◆ What is needed ◆
Beginning with the first line, transcribe the entries below exactly through the line containing "they were computed.", inclusive.

-=-=-=-=-

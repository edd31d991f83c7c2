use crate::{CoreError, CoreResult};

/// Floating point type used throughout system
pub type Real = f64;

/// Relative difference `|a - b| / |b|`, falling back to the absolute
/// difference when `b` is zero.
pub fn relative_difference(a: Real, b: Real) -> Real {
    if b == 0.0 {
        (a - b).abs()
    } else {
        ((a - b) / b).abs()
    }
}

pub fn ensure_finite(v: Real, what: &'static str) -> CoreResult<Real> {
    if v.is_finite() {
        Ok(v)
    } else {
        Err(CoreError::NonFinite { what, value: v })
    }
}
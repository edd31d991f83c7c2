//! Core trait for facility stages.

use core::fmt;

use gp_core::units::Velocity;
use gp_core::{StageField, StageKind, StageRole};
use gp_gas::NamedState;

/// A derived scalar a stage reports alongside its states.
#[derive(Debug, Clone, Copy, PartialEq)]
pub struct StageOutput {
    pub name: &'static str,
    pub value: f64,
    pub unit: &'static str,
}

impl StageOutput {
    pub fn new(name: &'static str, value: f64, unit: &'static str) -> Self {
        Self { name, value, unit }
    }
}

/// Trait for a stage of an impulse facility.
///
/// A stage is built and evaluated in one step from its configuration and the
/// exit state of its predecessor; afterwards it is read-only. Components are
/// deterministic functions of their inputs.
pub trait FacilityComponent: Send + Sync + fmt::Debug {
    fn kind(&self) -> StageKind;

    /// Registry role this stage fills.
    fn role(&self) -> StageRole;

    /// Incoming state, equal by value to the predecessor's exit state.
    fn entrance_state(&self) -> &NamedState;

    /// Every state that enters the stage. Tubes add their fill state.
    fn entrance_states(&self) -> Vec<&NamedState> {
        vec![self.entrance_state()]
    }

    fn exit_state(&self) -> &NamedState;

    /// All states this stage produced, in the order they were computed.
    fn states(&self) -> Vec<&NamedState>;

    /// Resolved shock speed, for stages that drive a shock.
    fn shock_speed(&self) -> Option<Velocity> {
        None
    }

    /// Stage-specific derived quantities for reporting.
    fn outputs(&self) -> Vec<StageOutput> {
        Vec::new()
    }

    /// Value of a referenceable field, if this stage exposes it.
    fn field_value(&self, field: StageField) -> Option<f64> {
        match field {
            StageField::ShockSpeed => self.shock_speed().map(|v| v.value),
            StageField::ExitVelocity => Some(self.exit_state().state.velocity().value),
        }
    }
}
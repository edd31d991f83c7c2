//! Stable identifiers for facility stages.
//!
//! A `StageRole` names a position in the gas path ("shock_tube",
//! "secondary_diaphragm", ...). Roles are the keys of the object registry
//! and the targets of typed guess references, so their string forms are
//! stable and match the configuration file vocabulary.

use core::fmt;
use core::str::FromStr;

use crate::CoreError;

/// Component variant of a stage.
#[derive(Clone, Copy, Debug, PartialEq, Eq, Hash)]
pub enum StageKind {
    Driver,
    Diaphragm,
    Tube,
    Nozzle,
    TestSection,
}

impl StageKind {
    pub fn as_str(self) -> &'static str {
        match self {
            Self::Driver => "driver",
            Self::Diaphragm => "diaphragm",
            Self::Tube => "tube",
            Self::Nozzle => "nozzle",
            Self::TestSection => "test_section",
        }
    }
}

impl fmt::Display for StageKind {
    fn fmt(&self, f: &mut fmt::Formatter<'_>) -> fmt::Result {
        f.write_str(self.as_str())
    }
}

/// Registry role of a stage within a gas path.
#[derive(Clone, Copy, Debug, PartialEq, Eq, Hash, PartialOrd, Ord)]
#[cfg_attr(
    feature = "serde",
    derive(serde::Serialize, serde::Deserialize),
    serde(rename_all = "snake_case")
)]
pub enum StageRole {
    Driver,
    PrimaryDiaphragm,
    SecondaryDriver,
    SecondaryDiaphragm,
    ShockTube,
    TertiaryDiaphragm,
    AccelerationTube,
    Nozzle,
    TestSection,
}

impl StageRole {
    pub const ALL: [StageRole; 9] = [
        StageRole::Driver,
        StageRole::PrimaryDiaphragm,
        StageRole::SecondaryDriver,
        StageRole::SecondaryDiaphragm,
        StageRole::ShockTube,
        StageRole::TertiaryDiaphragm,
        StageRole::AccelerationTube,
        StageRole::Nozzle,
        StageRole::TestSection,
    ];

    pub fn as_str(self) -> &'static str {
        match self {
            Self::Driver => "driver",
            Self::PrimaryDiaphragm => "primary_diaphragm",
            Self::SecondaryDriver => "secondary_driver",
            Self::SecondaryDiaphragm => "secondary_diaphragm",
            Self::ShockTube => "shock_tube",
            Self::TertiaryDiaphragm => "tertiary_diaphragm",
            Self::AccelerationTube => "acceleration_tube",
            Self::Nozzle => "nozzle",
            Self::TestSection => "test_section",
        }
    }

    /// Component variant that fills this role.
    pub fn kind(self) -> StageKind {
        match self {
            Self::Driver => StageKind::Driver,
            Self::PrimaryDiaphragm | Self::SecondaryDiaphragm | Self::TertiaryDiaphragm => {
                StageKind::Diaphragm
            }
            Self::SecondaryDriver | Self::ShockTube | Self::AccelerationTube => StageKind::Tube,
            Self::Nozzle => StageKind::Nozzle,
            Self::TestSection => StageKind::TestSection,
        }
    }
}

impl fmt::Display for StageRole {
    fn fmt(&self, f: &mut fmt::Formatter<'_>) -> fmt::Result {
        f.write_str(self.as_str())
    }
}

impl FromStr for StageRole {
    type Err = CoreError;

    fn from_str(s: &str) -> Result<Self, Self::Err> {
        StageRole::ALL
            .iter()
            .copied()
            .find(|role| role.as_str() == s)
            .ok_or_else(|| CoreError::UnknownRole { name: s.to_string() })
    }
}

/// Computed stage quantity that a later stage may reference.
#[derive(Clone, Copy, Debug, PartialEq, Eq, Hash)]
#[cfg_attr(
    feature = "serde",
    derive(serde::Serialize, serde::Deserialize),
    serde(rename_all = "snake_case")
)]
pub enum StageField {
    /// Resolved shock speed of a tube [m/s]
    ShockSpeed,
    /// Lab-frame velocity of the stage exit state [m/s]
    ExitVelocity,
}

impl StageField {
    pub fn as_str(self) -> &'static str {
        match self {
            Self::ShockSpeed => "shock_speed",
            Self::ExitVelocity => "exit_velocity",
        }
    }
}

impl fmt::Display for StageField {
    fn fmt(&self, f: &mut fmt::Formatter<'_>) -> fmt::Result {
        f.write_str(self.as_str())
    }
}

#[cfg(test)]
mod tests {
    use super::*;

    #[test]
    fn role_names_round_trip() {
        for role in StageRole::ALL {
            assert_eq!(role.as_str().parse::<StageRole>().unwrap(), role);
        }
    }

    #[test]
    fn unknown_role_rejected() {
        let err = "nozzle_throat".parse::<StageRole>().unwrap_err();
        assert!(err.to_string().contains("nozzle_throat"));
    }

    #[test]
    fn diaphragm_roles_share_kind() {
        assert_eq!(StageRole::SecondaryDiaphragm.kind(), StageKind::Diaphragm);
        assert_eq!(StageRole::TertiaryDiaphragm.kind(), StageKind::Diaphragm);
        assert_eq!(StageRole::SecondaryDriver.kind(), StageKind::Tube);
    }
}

-=-=-=-=-

◆ Result of the task ◆
repository edd31d991f83c7c2
use crate::{CoreError, CoreResult};

/// Floating point type used throughout system
pub type Real = f64;

/// Relative difference `|a - b| / |b|`, falling back to the absolute
/// difference when `b` is zero.
pub fn relative_difference(a: Real, b: Real) -> Real {
    if b == 0.0 {
        (a - b).abs()
    } else {
        ((a - b) / b).abs()
    }
}

pub fn ensure_finite(v: Real, what: &'static str) -> CoreResult<Real> {
    if v.is_finite() {
        Ok(v)
    } else {
        Err(CoreError::NonFinite { what, value: v })
    }
}
repository edd31d991f83c7c2
//! Core trait for facility stages.

use core::fmt;

use gp_core::units::Velocity;
use gp_core::{StageField, StageKind, StageRole};
use gp_gas::NamedState;

/// A derived scalar a stage reports alongside its states.
#[derive(Debug, Clone, Copy, PartialEq)]
pub struct StageOutput {
    pub name: &'static str,
    pub value: f64,
    pub unit: &'static str,
}

impl StageOutput {
    pub fn new(name: &'static str, value: f64, unit: &'static str) -> Self {
        Self { name, value, unit }
    }
}

/// Trait for a stage of an impulse facility.
///
/// A stage is built and evaluated in one step from its configuration and the
/// exit state of its predecessor; afterwards it is read-only. Components are
/// deterministic functions of their inputs.
pub trait FacilityComponent: Send + Sync + fmt::Debug {
    fn kind(&self) -> StageKind;

    /// Registry role this stage fills.
    fn role(&self) -> StageRole;

    /// Incoming state, equal by value to the predecessor's exit state.
    fn entrance_state(&self) -> &NamedState;

    /// Every state that enters the stage. Tubes add their fill state.
    fn entrance_states(&self) -> Vec<&NamedState> {
        vec![self.entrance_state()]
    }

    fn exit_state(&self) -> &NamedState;

    /// All states this stage produced, in the order they were computed.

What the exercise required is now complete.